Ireland has the most over-qualified employees in EUPosted on March 18, 2015 by administrator
The European Commission is considering a report that shows that one-third (33%) of Ireland’s workers are overqualified for their current jobs. This is the highest level in the European Union and compares with just 14% in Sweden, 17% in France and 18% in Germany and Denmark.
The study of over-education suggests that we have had far too many people going to third-level colleges and universities for the types of jobs available. This, in turn, boosts the trend for better-educated, younger graduates to emigrate bringing their skills and training overseas.
The study of ‘Over-education in Europe’ was conducted by Seamus McGuinness, a research professor at the Economic and Social Research Institute (ESRI), assisted by economists, Adele Bergin and Adele Whelan. It was done as part of the EU’s Strategic Transitions for Youth Labour programme and will be published shortly.
Over-education describes the extent to which an individual possesses a level of education in excess of that which is required for their particular job or that is most common among other workers doing the same job.
Young people with honours degrees working in ‘dead-beat’ call centres or in minimum-wage hospitality jobs has grown in recent years. Many who were encouraged to go to university, especially to do fairly high-points courses, are now in jobs which would at most require a Leaving Cert qualification.
This weekend Prof McGuinness said that the research shows that over-education for employment is not a new factor in Ireland and that both EU labour force data and OECD education studies show Ireland top of the league. He added it may be influenced by Irish parents pushing teenagers into third-level courses rather than industrial and technical training opportunities.
It may also reflect a shift over the past 15 years by Vocational Colleges and Institutes of Technology away from work-related courses to more academic options combined with fewer industrial apprenticeship opportunities.
At an individual level over-education means lower wages, lower levels of job satisfaction and higher levels of job mobility though not necessarily to an improved job match. For the employing firm it results in lower productivity and less contented employees always looking for, if not finding, a better job.
Prof McGuinness added that over-education in employment is more of a phenomenon for graduates from poorer, or less well-connected, households. Wealthier parents with degrees in Ireland often have connections to ensure that their children get the pick of the better jobs or they have the resources to subsidise them taking unpaid ‘intern’ opportunities.
He suggested that another factor in Ireland may be a miss-match between third-level courses with the newer jobs coming on stream. Also there could be frictions or information-gaps between education options and the reality of the types of jobs being created.
Some of our colleges are churning out high-points graduates in astro-physics who end up working in banking and asset-management. Also there was a huge boost in the number of student therapists and nurses up to the health recruitment embargo in 2010 which just fed into youth migration.

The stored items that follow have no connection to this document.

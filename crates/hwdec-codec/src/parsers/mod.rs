//! 码流语法解析器.
//!
//! 只解析 DPB 管理与加速器提交所需的语法层, 宏块/CTU 层数据交由硬件处理.

pub mod bytestream;
pub mod h264;
pub mod h265;
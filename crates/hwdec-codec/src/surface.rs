//! 解码表面池.
//!
//! 固定容量的空闲表面列表, 由互斥锁保护. 借出的 [`Surface`] 句柄可在线程间共享,
//! 最后一个句柄释放时表面自动归还池中 (DPB 条目、输出队列、调用方持有的输出均持有句柄).

use std::fmt;
use std::sync::{Arc, Mutex, Weak};

use log::{debug, warn};

use hwdec_core::{HwdecError, HwdecResult};

/// 表面标识 (加速器侧的表面编号)
pub type SurfaceId = u32;

struct PoolShared {
    free: Mutex<Vec<SurfaceId>>,
    capacity: usize,
    width: u32,
    height: u32,
}

/// 解码表面池
#[derive(Clone)]
pub struct SurfacePool {
    shared: Arc<PoolShared>,
}

impl SurfacePool {
    /// 创建包含 `count` 个表面的池, 表面编号为 `0..count`
    pub fn new(count: u32, width: u32, height: u32) -> Self {
        // 逆序入栈, 使首次借出的编号从 0 开始
        let free = (0..count).rev().collect();
        Self {
            shared: Arc::new(PoolShared {
                free: Mutex::new(free),
                capacity: count as usize,
                width,
                height,
            }),
        }
    }

    /// 借出一个空闲表面, 池耗尽时返回 `None`
    pub fn acquire(&self) -> Option<Surface> {
        let mut free = match self.shared.free.lock() {
            Ok(free) => free,
            Err(_) => {
                warn!("表面池锁已中毒, 拒绝分配");
                return None;
            }
        };
        let id = free.pop()?;
        Some(Surface {
            slot: Arc::new(SurfaceSlot {
                id,
                pool: Arc::downgrade(&self.shared),
            }),
        })
    }

    /// 借出一个空闲表面, 池耗尽时返回 `NoSurface` 错误
    pub fn try_acquire(&self) -> HwdecResult<Surface> {
        self.acquire().ok_or(HwdecError::NoSurface)
    }

    /// 当前空闲表面数
    pub fn available(&self) -> usize {
        self.shared.free.lock().map(|free| free.len()).unwrap_or(0)
    }

    /// 池容量
    pub fn capacity(&self) -> usize {
        self.shared.capacity
    }

    /// 表面尺寸
    pub fn dimensions(&self) -> (u32, u32) {
        (self.shared.width, self.shared.height)
    }
}

impl fmt::Debug for SurfacePool {
    fn fmt(&self, f: &mut fmt::Formatter<'_>) -> fmt::Result {
        f.debug_struct("SurfacePool")
            .field("capacity", &self.shared.capacity)
            .field("available", &self.available())
            .field("width", &self.shared.width)
            .field("height", &self.shared.height)
            .finish()
    }
}

struct SurfaceSlot {
    id: SurfaceId,
    pool: Weak<PoolShared>,
}

impl Drop for SurfaceSlot {
    fn drop(&mut self) {
        // 池已销毁时表面随之失效, 无需归还
        let Some(pool) = self.pool.upgrade() else {
            return;
        };
        match pool.free.lock() {
            Ok(mut free) => free.push(self.id),
            Err(_) => warn!("表面池锁已中毒, 表面 {} 未能归还", self.id),
        }
        debug!("表面 {} 已归还", self.id);
    }
}

/// 表面句柄
///
/// 克隆只增加引用计数, 全部句柄释放后表面归还所属池.
#[derive(Clone)]
pub struct Surface {
    slot: Arc<SurfaceSlot>,
}

impl Surface {
    /// 表面编号
    pub fn id(&self) -> SurfaceId {
        self.slot.id
    }

    /// 当前句柄数
    pub fn handle_count(&self) -> usize {
        Arc::strong_count(&self.slot)
    }
}

impl fmt::Debug for Surface {
    fn fmt(&self, f: &mut fmt::Formatter<'_>) -> fmt::Result {
        write!(f, "Surface({})", self.slot.id)
    }
}

impl PartialEq for Surface {
    fn eq(&self, other: &Self) -> bool {
        Arc::ptr_eq(&self.slot, &other.slot)
    }
}

impl Eq for Surface {}
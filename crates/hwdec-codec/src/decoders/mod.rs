//! 解码器实现模块.
//!
//! 两个解码前端共用 NAL 分割与重新提交续点逻辑.

pub mod h264;
pub mod h265;

use bytes::Bytes;

use hwdec_core::HwdecResult;

use crate::codec_id::CodecKind;
use crate::config::StreamFormat;
use crate::parsers::bytestream::{split_annex_b, split_length_prefixed};
use crate::registry::CodecRegistry;

/// 注册所有内置解码器
pub fn register_all_decoders(registry: &mut CodecRegistry) {
    registry.register_decoder(CodecKind::H264, "h264_hwdec", h264::H264Decoder::create);
    registry.register_decoder(CodecKind::H265, "hevc_hwdec", h265::H265Decoder::create);
}

/// 按码流格式分割 NAL 单元, `nal_length_size` 优先于 `format`
pub(crate) fn split_nal_units(
    data: &[u8],
    format: StreamFormat,
    nal_length_size: Option<usize>,
) -> HwdecResult<Vec<&[u8]>> {
    match (nal_length_size, format) {
        (Some(size), _) | (None, StreamFormat::LengthPrefixed { nal_length_size: size }) => {
            split_length_prefixed(data, size)
        }
        (None, StreamFormat::AnnexB) => Ok(split_annex_b(data)),
    }
}

/// 重新提交续点
///
/// 返回 `FormatChange` / `NoSurface` 时记录中断位置, 调用方重新提交同一缓冲区后
/// 从中断的 NAL 继续, 已处理的 NAL 不会重复执行.
#[derive(Debug, Default)]
pub(crate) struct ResumePoint {
    buffer: Option<Bytes>,
    next_nal: usize,
}

impl ResumePoint {
    /// 本次 `decode()` 的起始 NAL 索引
    pub(crate) fn start_index(&mut self, data: &Bytes) -> usize {
        match self.buffer.take() {
            Some(pending) if pending == *data => std::mem::take(&mut self.next_nal),
            _ => {
                self.next_nal = 0;
                0
            }
        }
    }

    /// 在第 `nal_index` 个 NAL 处中断
    pub(crate) fn suspend(&mut self, data: &Bytes, nal_index: usize) {
        self.buffer = Some(data.clone());
        self.next_nal = nal_index;
    }

    pub(crate) fn clear(&mut self) {
        self.buffer = None;
        self.next_nal = 0;
    }
}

Traditionally, the 26-year-old, with a first class degree in philosophy flipping meat patties in Burger King, was the popular image of ‘over-education’ but this new study shows it is running much deeper. It may be acceptable that the sweet, aspiring actress might work as a café waitress between stage jobs but having a burly molecular scientist working as a pub bouncer, or marshalling taxis at an airport terminal, is probably a waste of resources.
The problem may be getting worse as more people who cannot get a job, avail of ‘back-to-education’ courses or opt to do masters degrees for a further year or two. Having the “best and brightest in Europe” in dead-end and undemanding jobs is a recipe for serious social problems. It also leads to lower productivity and, in turn, to lower wages.
It is hard to focus on collecting rubbish bins for Greyhound or stacking warehouse shelves in Ikea when your mind is on comparative international relations or micro-biological organisms. This is the reality for one-third of those now working in Ireland.
Prof McGuinness noted that “the Inter-cert (now Group-cert) is still the standard qualification for many jobs”, based on the modal or most common education level of current employees in those positions.